It is an object of the present invention to obviate or mitigate at least one disadvantage of previous solid and liquid separation devices and processes.
It is a further object to provide an improved method for the pre-treatment of lignocellulosic biomass and a liquid/solid separation module for improved separation performance at elevated separating pressures.
In order to improve solids/fluid separation, the invention provides a solid/fluid separation module for a screw press, the module separating fluid from a liquid containing mass of solids compressed by the screw press to pressures above 100 psig. The separation module includes a filter unit having a porosity of 5% to 40% (total pore area relative to the total filter surface). Preferably, the module withstands operating pressures of 3000 psig at a filter porosity of 5 to 40%, more preferably 11 to 40%. The filter unit preferably includes a plurality of filter pores with a pore size of 0.00005 to 0.005 square inch.
In a preferred embodiment, the filter unit includes filter pores having a pore size of 0.00005 square inch for the separation of fine solids, a porosity of 5.7% and a pressure resistance of 2,500 psig. In another embodiment, the filter unit includes pores having a pore size of 0.005 square inch and a porosity of 20% and a pressure resistance of 5,000 psig. In a further preferred embodiment, the filter unit includes pores of a pore size of 0.00005 square inch and a porosity of 11.4%. In still another preferred embodiment, the filter unit includes pores having a pore size of 0.005 square inch and a porosity of 40%. In still another embodiment, the filter unit includes pores of a pore size of 0.00003 square inch.
To achieve maximum solid/fluid separation efficiency, it is desirable to minimize filter pore size, while maximizing filter porosity and to operate at elevated separation pressures. Minimizing pore size is a challenge in conventional screw presses due to the need for cutting cylindrical passages into the filter jacket. This problem has now been addressed by the inventors. In the filter unit of the present invention, filter pores are formed by simply cutting a slot through a filter plate, which can be achieved much more easily than drilling holes in a pressure jacket. Using slots also allows for the creation of much smaller filter pores by using very thin filter plates and narrow slots. For example, by using a filter plate of 0.005 inch thickness and cutting a slot of 0.01 inch width into the filter plate, a pore size of only 0.00005 square inch can be achieved. Even smaller pore sizes can be achieved by using thinner filter plates, for example a plate of 0.003 inch thickness. Moreover, in order to provide a relatively high porosity at elevated operating pressures, a separation module is provided for sealing connection to a source of a pressurized mass of liquid containing solids, for example a screw press.

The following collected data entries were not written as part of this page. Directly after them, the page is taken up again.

#![allow(dead_code)]

use std::sync::Arc;

use chrono::{Duration, TimeZone, Utc};
use edge_client::{
    api::{
        Article, ArticleFormat, ArticleId, AuthToken, Comment, CommentId, Error as ApiError,
        Thread, Time, User, UserId, Uuid,
    },
    Alert, Alerts, Clipboard, Mutations, Overlay, OverlayRequest, QueryClient, QueryKey, Session,
};
use edge_mock_server::{MockApi, MockServer};
use parking_lot::Mutex;
use tokio::sync::Mutex as AsyncMutex;

pub const SLUG: &str = "ask-the-hosts";

pub fn init_tracing() {
    let _ = tracing_subscriber::fmt()
        .with_env_filter(tracing_subscriber::EnvFilter::from_default_env())
        .with_test_writer()
        .try_init();
}

pub fn time(secs: i64) -> Time {
    Utc.timestamp_opt(1_700_000_000, 0).unwrap() + Duration::seconds(secs)
}

pub fn user(n: u128) -> User {
    User {
        id: UserId(Uuid::from_u128(n)),
        name: format!("user{n}"),
        image: None,
    }
}

pub fn cid(n: u128) -> CommentId {
    CommentId(Uuid::from_u128(0x1000 + n))
}

pub fn aid() -> ArticleId {
    ArticleId(Uuid::from_u128(0xa))
}

pub fn key() -> QueryKey {
    QueryKey::Ama(String::from(SLUG))
}

pub fn comment(id: u128, parent: Option<u128>, author: Option<u128>, likes: i64) -> Comment {
    Comment {
        id: cid(id),
        article_id: aid(),
        parent_id: parent.map(cid),
        author: author.map(user),
        content: match author {
            Some(_) => format!("comment {id}"),
            None => String::new(),
        },
        likes,
        liked: false,
        created_at: time(id as i64),
        updated_at: time(id as i64),
    }
}

/// An AMA hosted by user 1, with `likes` anonymous likes
pub fn thread(likes: i64, comments: Vec<Comment>) -> Thread {
    Thread {
        article: Article {
            id: aid(),
            slug: String::from(SLUG),
            title: String::from("Ask the hosts"),
            content: String::from("Anything goes"),
            blurb: None,
            format: ArticleFormat::Default,
            authors: vec![user(1)],
            likes,
            liked: false,
            comment_count: 0,
            created_at: time(0),
            updated_at: time(0),
            source: String::from("https://www.example.org/"),
            live: true,
        },
        comments,
    }
}

#[derive(Default)]
pub struct Recorder {
    pub overlays: Mutex<Vec<OverlayRequest>>,
    pub alerts: Mutex<Vec<Alert>>,
    pub copied: Mutex<Vec<String>>,
}

impl Overlay for Recorder {
    fn show(&self, req: OverlayRequest) {
        self.overlays.lock().push(req);
    }
}

impl Alerts for Recorder {
    fn show_alert(&self, alert: Alert) {
        self.alerts.lock().push(alert);
    }
}

impl Clipboard for Recorder {
    fn copy(&self, text: &str) -> anyhow::Result<()> {
        self.copied.lock().push(String::from(text));
        Ok(())
    }
}

pub struct Client {
    pub session: Session,
    pub api: MockApi,
    pub recorder: Arc<Recorder>,
    pub mutations: Mutations,
}

impl Client {
    pub fn query(&self) -> &QueryClient {
        self.mutations.query()
    }

    pub fn article(&self) -> Article {
        let data = self.query().peek(&key()).expect("thread is not cached");
        data.as_thread().expect("cached data is not a thread").article.clone()
    }

    pub fn comment(&self, id: CommentId) -> Option<Comment> {
        let data = self.query().peek(&key())?;
        let t = data.as_thread()?;
        t.comments.iter().find(|c| c.id == id).cloned()
    }
}

pub struct Harness {
    pub server: Arc<AsyncMutex<MockServer>>,
}

impl Harness {
    pub fn new(thread: Thread) -> Harness {
        init_tracing();
        let mut server = MockServer::new();
        server.admin_load(thread).expect("loading thread");
        // The thread already brought its authors along
        for n in 1..=3 {
            match server.admin_create_user(user(n)) {
                Ok(()) | Err(ApiError::UuidAlreadyUsed(_)) => (),
                Err(e) => panic!("creating user {n}: {e}"),
            }
        }
        Harness {
            server: Arc::new(AsyncMutex::new(server)),
        }
    }

    pub async fn token(&self, who: u128) -> AuthToken {
        self.server
            .lock()
            .await
            .auth(user(who).id)
            .expect("authenticating")
    }

    /// A client signed in as user `who`, or anonymous, with the thread cached
    pub async fn client(&self, who: Option<u128>) -> Client {
        let token = match who {
            Some(n) => Some(self.token(n).await),
            None => None,
        };
        self.client_with(who, MockApi::new(self.server.clone(), token))
            .await
    }

    pub async fn client_with(&self, who: Option<u128>, api: MockApi) -> Client {
        let session = match who {
            Some(n) => Session::Authenticated(user(n).id),
            None => Session::Unauthenticated,
        };
        let recorder = Arc::new(Recorder::default());
        let query = QueryClient::new(Arc::new(api.clone()));
        query.fetch(key()).await.expect("fetching thread");
        let mutations = Mutations::new(query, recorder.clone(), recorder.clone(), recorder.clone());
        Client {
            session,
            api,
            recorder,
            mutations,
        }
    }
}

In one aspect, the separation module includes a pressurizable collection chamber and a filter unit for sealingly receiving the pressurized mass. The filter unit has a preselected filter pore size and a preselected porosity. The filter unit includes at least one filter plate having opposite front and back faces, a cover plate engaging the front face of the filter plate and a backer plate engaging the back face of the filter plate. The filter, cover and backer plates define a throughgoing core opening sealed from the collection chamber for receiving the pressurized mass. The filter plate has at least one throughgoing filter slot extending away from the core opening into the filter plate, the filter slot being sealed at the front and back faces by the cover and backer plates for forming a filter passage having the preselected filter pore size. The backer plate has a recess for defining together with the back face a drainage passage in fluid communication with the collection chamber and the filter passage. For increased porosity, the filter plate preferably includes a plurality of separate, filter slots for increasing the porosity of the filter unit and the drainage passage is in fluid communication with all the filter slots. To increase the porosity of the filter unit even further, the filter unit preferably includes multiple pairs of filter and backer plates arranged behind the cover plate in a stack of alternating filter and cover plates, whereby each backer plate sandwiched between two filter plates functions as the backer plate for one and the cover plate for the other filter plate. By alternating the filter and backer plates, the separating pressure capacity of the filter unit is increased. By using backer plates that are thicker than the filter plates, the pressure capacity of the filter unit can be further improved. Similarly by using backer and filter plates that are larger in diameter, the pressure capacity of the filter unit can be increased.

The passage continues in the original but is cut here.